I promised you a Food for Thought on peppers this week, combined with a great recipe and tips for using peppers (especially if you’re a newbie). Personally, I never liked peppers – ever – until I started cooking for myself and got married, trying new recipes. My dad dislikes them a lot, so my poor roommate in college even had to show me how to cut them because I’d never seen it done.
- “Bell” peppers are the big ones that you see everywhere: green, red, orange and yellow. They are good raw in salads or with a dip, stuffed, sauteed in fajitas or over brats, and diced in many dinner dishes. You can also cook and puree peppers to “hide” in things like spaghetti sauce and casseroles if your kids won’t do the see-um veggie thing.
- “Sweet” peppers are the same as bell peppers.
- “Hot” or “chili” peppers are smaller and spicy! Usually people would group together things like jalapeno, habanero, serrano, and chili peppers. Add great flavor and zing to Mexican and other dishes with hot peppers!

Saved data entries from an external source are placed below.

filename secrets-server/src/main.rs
// secrets-server/src/main.rs
mod api;
mod encryption;
mod error;
mod middleware;
mod secrets;
mod token_cache;
mod utils;

use std::io;
use std::sync::Arc;
use actix::Actor;
use actix_web::{web, App, HttpServer};
use common::{setup_tracing, Config};
use encryption::{parse_public_key, SealedBoxEncryptor};
use middleware::rate_limiter::RateLimiter;
use secrets::SecretsExporter;
use token_cache::{TokenCacheActor, TokenStore};

fn startup_error(context: &str, err: impl std::fmt::Display) -> io::Error {
    io::Error::new(io::ErrorKind::InvalidInput, format!("{}: {}", context, err))
}

#[actix_web::main]
async fn main() -> io::Result<()> {
    setup_tracing();

    let config = Config::from_env();
    let server_addr = config.secrets_server_addr.clone();

    let oracle_public_key = parse_public_key(&config.oracle.public_key)
        .map_err(|e| startup_error("oracle public key", e))?;

    let encryptor = match &config.oracle.signer_key {
        Some(key) => SealedBoxEncryptor::from_base64(key),
        None => {
            tracing::warn!("No signer key configured, bundles are signed with an ephemeral key");
            SealedBoxEncryptor::generate()
        }
    }
    .map_err(|e| startup_error("signer key", e))?;
    tracing::info!("Signing bundles as {}", hex::encode(encryptor.signer_public_key()));

    let cache = TokenCacheActor::new()
        .with_ttl(chrono::Duration::seconds(config.token_cache.ttl_seconds))
        .with_cleanup_interval(config.token_cache.cleanup_interval_seconds)
        .start();
    let store: Arc<dyn TokenStore> = Arc::new(cache);

    let exporter = web::Data::new(SecretsExporter::new(
        store.clone(),
        Arc::new(encryptor),
        oracle_public_key,
    ));
    let store_data: web::Data<dyn TokenStore> = web::Data::from(store);

    let guard = web::Data::new(api::secrets::ExportGuard::new(config.oracle.export_api_key.clone()));
    if guard.is_open() {
        tracing::warn!("GET /secrets is unauthenticated: every caller receives every cached token");
    }

    let limiter = RateLimiter::from_config(&config.rate_limit);
    let pruned = limiter.clone();
    actix_web::rt::spawn(async move {
        let mut interval = actix_web::rt::time::interval(pruned.window().max(std::time::Duration::from_secs(1)));
        loop {
            interval.tick().await;
            let removed = pruned.prune_idle();
            if removed > 0 {
                tracing::debug!("Pruned {} idle rate limit entries", removed);
            }
        }
    });

    tracing::info!("Starting Secrets Server on {}", server_addr);

    HttpServer::new(move || {
        App::new()
            .wrap(limiter.clone())
            .app_data(api::json_config())
            .app_data(store_data.clone())
            .app_data(exporter.clone())
            .app_data(guard.clone())
            .configure(api::configure)
    })
    .bind(&server_addr)?
    .run()
    .await
}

- “Ribs” are the white lines on the inside of the peppers. Most people say to pull these out, but I’ve seen info that says they’re healthy, too. Go figure.

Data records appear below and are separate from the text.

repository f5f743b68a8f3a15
// profile-server/src/http.rs
use common::{AppError, AppResult};
use reqwest::RequestBuilder;
use serde::de::DeserializeOwned;
use tokio_util::sync::CancellationToken;

/// Send a request and decode its JSON body.
///
/// The whole exchange is raced against `cancel`; when the token fires first
/// the in-flight request is dropped, which aborts it, and `Cancelled` is
/// returned. Non-2xx statuses are upstream failures.
pub async fn fetch_json<T: DeserializeOwned>(
    request: RequestBuilder,
    cancel: &CancellationToken,
) -> AppResult<T> {
    let exchange = async {
        let response = request
            .send()
            .await
            .map_err(|e| AppError::upstream(format!("request failed: {}", e)))?;

        let status = response.status();
        if !status.is_success() {
            let url = response.url().clone();
            let body = response.text().await.unwrap_or_default();
            return Err(AppError::upstream(format!(
                "request to {} returned {}: {}",
                url.path(),
                status,
                body
            )));
        }

        response
            .json::<T>()
            .await
            .map_err(|e| AppError::upstream(format!("invalid response body: {}", e)))
    };

    tokio::select! {
        biased;
        _ = cancel.cancelled() => Err(AppError::Cancelled),
        result = exchange => result,
    }
}
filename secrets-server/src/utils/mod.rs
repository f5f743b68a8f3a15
pub mod token;
// secrets-server/src/utils/token.rs
use rand::{thread_rng, RngCore};

/// Random bytes behind each verification identifier
const VERIFICATION_ID_BYTES: usize = 16;

/// Generate a fresh verification identifier: 16 random bytes, hex encoded
pub fn generate_verification_id() -> String {
    let mut bytes = [0u8; VERIFICATION_ID_BYTES];
    thread_rng().fill_bytes(&mut bytes);
    hex::encode(bytes)
}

Both red/orange bell and hot peppers are super foods; basic green bell peppers aren’t included. They don’t take as long to ripen on the plant, and they’re not as nutrient-dense. For those who don’t love the flavor of peppers, this works out well because red peppers are much more mild and don’t affect the overall taste of the dish as much as a green peppers. They are unfortunately more expensive. That’s why it’s important to stock up in reduced produce and in the summer at the Farmer’s Market. I can usually chop/slice and freeze enough in the summer to last almost through winter.

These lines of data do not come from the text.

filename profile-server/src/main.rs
// profile-server/src/main.rs
mod aggregator;
mod api;
mod error;
mod http;
mod profile;
mod publish;
mod smart_account;
mod spotify;

use std::io;
use std::sync::Arc;
use std::time::Duration;
use actix_web::{web, App, HttpServer};
use common::{setup_tracing, Config};
use api::session::SessionCookies;
use api::WalletSettings;
use profile::ProfileController;
use publish::{SecretsServerClient, TokenPublisher};
use smart_account::SmartAccountSettings;
use spotify::{SpotifyApi, SpotifyClient, SpotifyOAuth, TokenExchange};

const SESSION_CLEANUP_INTERVAL: Duration = Duration::from_secs(300);

fn startup_error(context: &str, err: impl std::fmt::Display) -> io::Error {
    io::Error::new(io::ErrorKind::InvalidInput, format!("{}: {}", context, err))
}

#[actix_web::main]
async fn main() -> io::Result<()> {
    setup_tracing();

    let config = Config::from_env();
    let server_addr = config.profile_server_addr.clone();

    if config.spotify.client_id.is_empty() {
        tracing::warn!("No Spotify client id configured, authorization will fail");
    }

    let http = reqwest::Client::builder()
        .timeout(Duration::from_secs(config.spotify.request_timeout_seconds))
        .build()
        .map_err(|e| startup_error("http client", e))?;

    let oauth: Arc<dyn TokenExchange> = Arc::new(
        SpotifyOAuth::from_config(&config.spotify, http.clone())
            .map_err(|e| startup_error("spotify oauth", e))?,
    );
    let spotify: Arc<dyn SpotifyApi> = Arc::new(SpotifyClient::new(http.clone(), &config.spotify.api_url));
    let controller = web::Data::new(ProfileController::new(oauth, spotify));

    let sessions = controller.clone();
    actix_web::rt::spawn(async move {
        let mut interval = actix_web::rt::time::interval(SESSION_CLEANUP_INTERVAL);
        loop {
            interval.tick().await;
            let removed = sessions.cleanup_expired_sessions();
            if removed > 0 {
                tracing::info!("Cleaned up {} idle profile sessions", removed);
            }
        }
    });

    let publisher: Arc<dyn TokenPublisher> =
        Arc::new(SecretsServerClient::new(http, &config.secrets_server_url));
    let publisher: web::Data<dyn TokenPublisher> = web::Data::from(publisher);

    let smart_account = match SmartAccountSettings::from_config(&config.smart_account) {
        Ok(settings) => Some(settings),
        Err(e) => {
            tracing::warn!("Smart account settings unavailable: {}", e);
            None
        }
    };
    let smart_account = web::Data::new(smart_account);

    let cookies = web::Data::new(SessionCookies::for_redirect_uri(&config.spotify.redirect_uri));
    let wallet = web::Data::new(WalletSettings {
        environment_id: config.wallet.environment_id.clone(),
    });

    tracing::info!("Publishing tokens to {}", config.secrets_server_url);
    tracing::info!("Starting Profile Server on {}", server_addr);

    HttpServer::new(move || {
        App::new()
            .app_data(api::json_config())
            .app_data(controller.clone())
            .app_data(publisher.clone())
            .app_data(smart_account.clone())
            .app_data(cookies.clone())
            .app_data(wallet.clone())
            .configure(api::configure)
    })
    .bind(&server_addr)?
    .run()
    .await
}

Health Benefits and Nutrition of Peppers
Red and orange bell peppers are a great source of Vitamin C (which tells you not to overcook them if you can help it – C is very water and heat sensitive). They go great raw in salads or with beans to help absorption of iron. Also a good source of folic acid, and Vitamins A and B6.
Hot peppers, much to my husband’s delight, are actually incredibly good for you!
- Capsaicin is the shining star in hot peppers. It helps lungs function more effectively. Who knew?
- Big nutrients include Vitamin C and beta carotene (Vit A)
- Diseases tackled by hot peppers include:
- respiratory ailments
- asthma (helps breathe more easily)
- sinus and nasal passage issues
- Hot peppers are also anti-carcinogenic (cancer) because they bind and remove carcinogens from the system. If you’re a smoker, at least eat lots of spicy peppers!
- Sources 1 2 3
|Jamaican Meat Marinade|
- 1 red pepper
- 1 green pepper
- 1 yellow pepper
- 1 orange pepper
- 1 red onion
- 2 cloves garlic
- Put all ingredients in a blender with a little olive oil, vinegar and salt.
- Place meat in deep baking dish or glass storage dish; poke holes in meat. Cover meat with puree and rub in.
- Pour marinade on top and refrigerate (covered) for at least 1 hour. Uncover and place in pre-heated oven (depending on meat used).
- Use on chicken, pork or beef.
Garlic and Herb Marinade Sauce – try extra virgin olive oil, vinegar of your choice (apple cider vinegar or white wine vinegar would be good), and extra crushed garlic, maybe Italian seasoning for a real food version that’s not processed and made with soybeans oil and HFCS.
I make a batch of this once a summer and use it MANY times. It seems to last fine in a glass jar in the refrigerator, and it certainly doesn’t take a whole batch for a normal amount of meat. It’s awesome for grilling chicken after marinating overnight, or I prepare a whole bunch of chicken and freeze it right in the marinade for quick and easy meals.
The only bummer is that I need to make my marinade at the beginning of the summer, and the Farmer’s Market doesn’t have peppers until August around here.